Les catastrophes naturelles s’intensifient sous l’effet des changements climatiques, s’accordent les scientifiques. Sauf que la Tunisie ne semble pas assez préparée aux conséquences et aux implications environnementales de ces changements qui s’accélèrent d’une année à l’autre. Les longues séquences de sécheresse en témoignent parfaitement. La Tunisie connaît une augmentation des températures moyennes, ce qui se traduit par des étés de plus en plus chauds. Cela peut avoir des conséquences sur la santé des habitants, la disponibilité de l’eau et l’agriculture. Les précipitations sont devenues plus irrégulières, avec des épisodes de sécheresse de plus en plus fréquents.

De même, l’élévation du niveau de la mer menace les zones côtières de la Tunisie, y compris des villes importantes comme Tunis, Sfax et Sousse.
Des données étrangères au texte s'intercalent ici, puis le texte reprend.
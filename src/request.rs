use serde::{Deserialize, Serialize};

use crate::decimal::{Money, Rate};
use crate::errors::{PricingError, Result};
use crate::types::{BrokerClientFee, LoanAmount, ProductKind, SecondCharge};

/// borrower-chosen loan parameters
#[derive(Debug, Clone, PartialEq, Serialize, Deserialize)]
pub struct LoanRequest {
    pub product: ProductKind,
    pub property_value: Money,
    pub amount: Option<LoanAmount>,
    pub term_months: u32,
    #[serde(default)]
    pub rolled_months: u32,
    /// fusion only
    #[serde(default)]
    pub deferred_rate: Rate,
    #[serde(default)]
    pub base_rate: Rate,
    #[serde(default)]
    pub arrangement_fee: Rate,
    #[serde(default)]
    pub proc_fee: Rate,
    #[serde(default)]
    pub broker_fee: Money,
    #[serde(default)]
    pub broker_client_fee: BrokerClientFee,
    /// overrides the rate record's admin fee when set
    #[serde(default)]
    pub admin_fee: Option<Money>,
    #[serde(default)]
    pub second_charge: Option<SecondCharge>,
    #[serde(default)]
    pub monthly_rent: Money,
    #[serde(default)]
    pub top_slicing: Money,
}

impl LoanRequest {
    pub fn builder() -> LoanRequestBuilder {
        LoanRequestBuilder::new()
    }

    pub fn is_second_charge(&self) -> bool {
        self.second_charge.is_some()
    }

    pub fn first_charge_balance(&self) -> Money {
        self.second_charge
            .map(|charge| charge.first_charge_balance)
            .unwrap_or(Money::ZERO)
    }

    /// rent plus top slicing
    pub fn monthly_income(&self) -> Money {
        self.monthly_rent + self.top_slicing
    }

    /// deferred rate that actually applies to this product
    pub fn effective_deferred_rate(&self) -> Rate {
        match self.product {
            ProductKind::Fusion => self.deferred_rate,
            _ => Rate::ZERO,
        }
    }

    /// same request priced against a different amount
    pub fn with_amount(&self, amount: LoanAmount) -> Self {
        Self {
            amount: Some(amount),
            ..self.clone()
        }
    }
}

/// builder for loan requests
#[derive(Debug, Default)]
pub struct LoanRequestBuilder {
    product: Option<ProductKind>,
    property_value: Option<Money>,
    amount: Option<LoanAmount>,
    term_months: Option<u32>,
    rolled_months: u32,
    deferred_rate: Rate,
    base_rate: Rate,
    arrangement_fee: Rate,
    proc_fee: Rate,
    broker_fee: Money,
    broker_client_fee: BrokerClientFee,
    admin_fee: Option<Money>,
    second_charge: Option<SecondCharge>,
    monthly_rent: Money,
    top_slicing: Money,
}

impl LoanRequestBuilder {
    pub fn new() -> Self {
        Self::default()
    }

    pub fn product(mut self, product: ProductKind) -> Self {
        self.product = Some(product);
        self
    }

    pub fn property_value(mut self, value: Money) -> Self {
        self.property_value = Some(value);
        self
    }

    pub fn gross_loan(mut self, gross: Money) -> Self {
        self.amount = Some(LoanAmount::Gross(gross));
        self
    }

    pub fn specific_net_loan(mut self, net: Money) -> Self {
        self.amount = Some(LoanAmount::SpecificNet(net));
        self
    }

    pub fn term_months(mut self, months: u32) -> Self {
        self.term_months = Some(months);
        self
    }

    pub fn rolled_months(mut self, months: u32) -> Self {
        self.rolled_months = months;
        self
    }

    pub fn deferred_rate(mut self, rate: Rate) -> Self {
        self.deferred_rate = rate;
        self
    }

    pub fn base_rate(mut self, rate: Rate) -> Self {
        self.base_rate = rate;
        self
    }

    pub fn arrangement_fee(mut self, rate: Rate) -> Self {
        self.arrangement_fee = rate;
        self
    }

    pub fn proc_fee(mut self, rate: Rate) -> Self {
        self.proc_fee = rate;
        self
    }

    pub fn broker_fee(mut self, fee: Money) -> Self {
        self.broker_fee = fee;
        self
    }

    pub fn broker_client_fee(mut self, fee: BrokerClientFee) -> Self {
        self.broker_client_fee = fee;
        self
    }

    pub fn admin_fee(mut self, fee: Money) -> Self {
        self.admin_fee = Some(fee);
        self
    }

    pub fn second_charge(mut self, first_charge_balance: Money) -> Self {
        self.second_charge = Some(SecondCharge { first_charge_balance });
        self
    }

    pub fn monthly_rent(mut self, rent: Money) -> Self {
        self.monthly_rent = rent;
        self
    }

    pub fn top_slicing(mut self, income: Money) -> Self {
        self.top_slicing = income;
        self
    }

    /// the loan amount is left optional; pricing reports a missing amount as a soft error
    pub fn build(self) -> Result<LoanRequest> {
        let product = self.product.ok_or(PricingError::InvalidRequest {
            message: "Product kind required".to_string(),
        })?;

        let property_value = self.property_value.ok_or(PricingError::InvalidRequest {
            message: "Property value required".to_string(),
        })?;

        let term_months = self.term_months.ok_or(PricingError::InvalidRequest {
            message: "Term required".to_string(),
        })?;

        if term_months == 0 {
            return Err(PricingError::InvalidRequest {
                message: "Term must be at least one month".to_string(),
            });
        }

        if self.rolled_months > term_months && product.is_bridge() {
            return Err(PricingError::InvalidRequest {
                message: format!(
                    "Rolled months {} exceed term {}",
                    self.rolled_months, term_months
                ),
            });
        }

        if let Some(charge) = self.second_charge {
            if charge.first_charge_balance.is_negative() {
                return Err(PricingError::InvalidRequest {
                    message: "First charge balance cannot be negative".to_string(),
                });
            }
        }

        Ok(LoanRequest {
            product,
            property_value,
            amount: self.amount,
            term_months,
            rolled_months: self.rolled_months,
            deferred_rate: self.deferred_rate,
            base_rate: self.base_rate,
            arrangement_fee: self.arrangement_fee,
            proc_fee: self.proc_fee,
            broker_fee: self.broker_fee,
            broker_client_fee: self.broker_client_fee,
            admin_fee: self.admin_fee,
            second_charge: self.second_charge,
            monthly_rent: self.monthly_rent,
            top_slicing: self.top_slicing,
        })
    }
}

#[cfg(test)]
mod tests {
    use super::*;
    use rust_decimal_macros::dec;

    #[test]
    fn test_builder_requires_core_fields() {
        let err = LoanRequest::builder()
            .property_value(Money::from_major(500_000))
            .term_months(12)
            .build()
            .unwrap_err();
        assert!(matches!(err, PricingError::InvalidRequest { .. }));

        let err = LoanRequest::builder()
            .product(ProductKind::FixedBridge)
            .property_value(Money::from_major(500_000))
            .build()
            .unwrap_err();
        assert_eq!(err.to_string(), "invalid request: Term required");
    }

    #[test]
    fn test_builder_rejects_rolled_beyond_term() {
        let result = LoanRequest::builder()
            .product(ProductKind::VariableBridge)
            .property_value(Money::from_major(500_000))
            .term_months(6)
            .rolled_months(9)
            .build();

        assert!(result.is_err());
    }

    #[test]
    fn test_deferred_rate_only_applies_to_fusion() {
        let bridge = LoanRequest::builder()
            .product(ProductKind::VariableBridge)
            .property_value(Money::from_major(400_000))
            .term_months(12)
            .deferred_rate(Rate::from_percentage(2))
            .build()
            .unwrap();
        assert_eq!(bridge.effective_deferred_rate(), Rate::ZERO);

        let fusion = LoanRequest {
            product: ProductKind::Fusion,
            ..bridge
        };
        assert_eq!(fusion.effective_deferred_rate(), Rate::from_percentage(2));
    }

    #[test]
    fn test_second_charge_context() {
        let request = LoanRequest::builder()
            .product(ProductKind::FixedBridge)
            .property_value(Money::from_major(500_000))
            .term_months(12)
            .second_charge(Money::from_major(200_000))
            .monthly_rent(Money::from_major(1_800))
            .top_slicing(Money::from_major(200))
            .build()
            .unwrap();

        assert!(request.is_second_charge());
        assert_eq!(request.first_charge_balance(), Money::from_major(200_000));
        assert_eq!(request.monthly_income(), Money::from_major(2_000));
    }

    #[test]
    fn test_request_from_json() {
        let request: LoanRequest = serde_json::from_str(
            r#"{
                "product": "fusion",
                "property_value": "750000",
                "amount": { "specific_net": "400000" },
                "term_months": 24,
                "rolled_months": 6,
                "deferred_rate": "0.02",
                "base_rate": "0.04",
                "arrangement_fee": "0.02",
                "broker_client_fee": { "percent_of_gross": "0.005" }
            }"#,
        )
        .unwrap();

        assert_eq!(request.product, ProductKind::Fusion);
        assert_eq!(request.amount, Some(LoanAmount::SpecificNet(Money::from_major(400_000))));
        assert_eq!(request.deferred_rate.as_decimal(), dec!(0.02));
        assert_eq!(
            request.broker_client_fee,
            BrokerClientFee::PercentOfGross(Rate::from_decimal(dec!(0.005)))
        );
        assert!(request.second_charge.is_none());
        assert_eq!(request.proc_fee, Rate::ZERO);
    }
}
Cela peut entraîner une érosion côtière accrue et des inondations plus fréquentes.

Pour faire face à ces défis, la Tunisie a-t-elle pris des mesures pour s’adapter au changement climatique, par la mise en œuvre de politiques de gestion de l’eau et la promotion de pratiques agricoles durables et d’énergies renouvelables ? Les chantiers sont énormes !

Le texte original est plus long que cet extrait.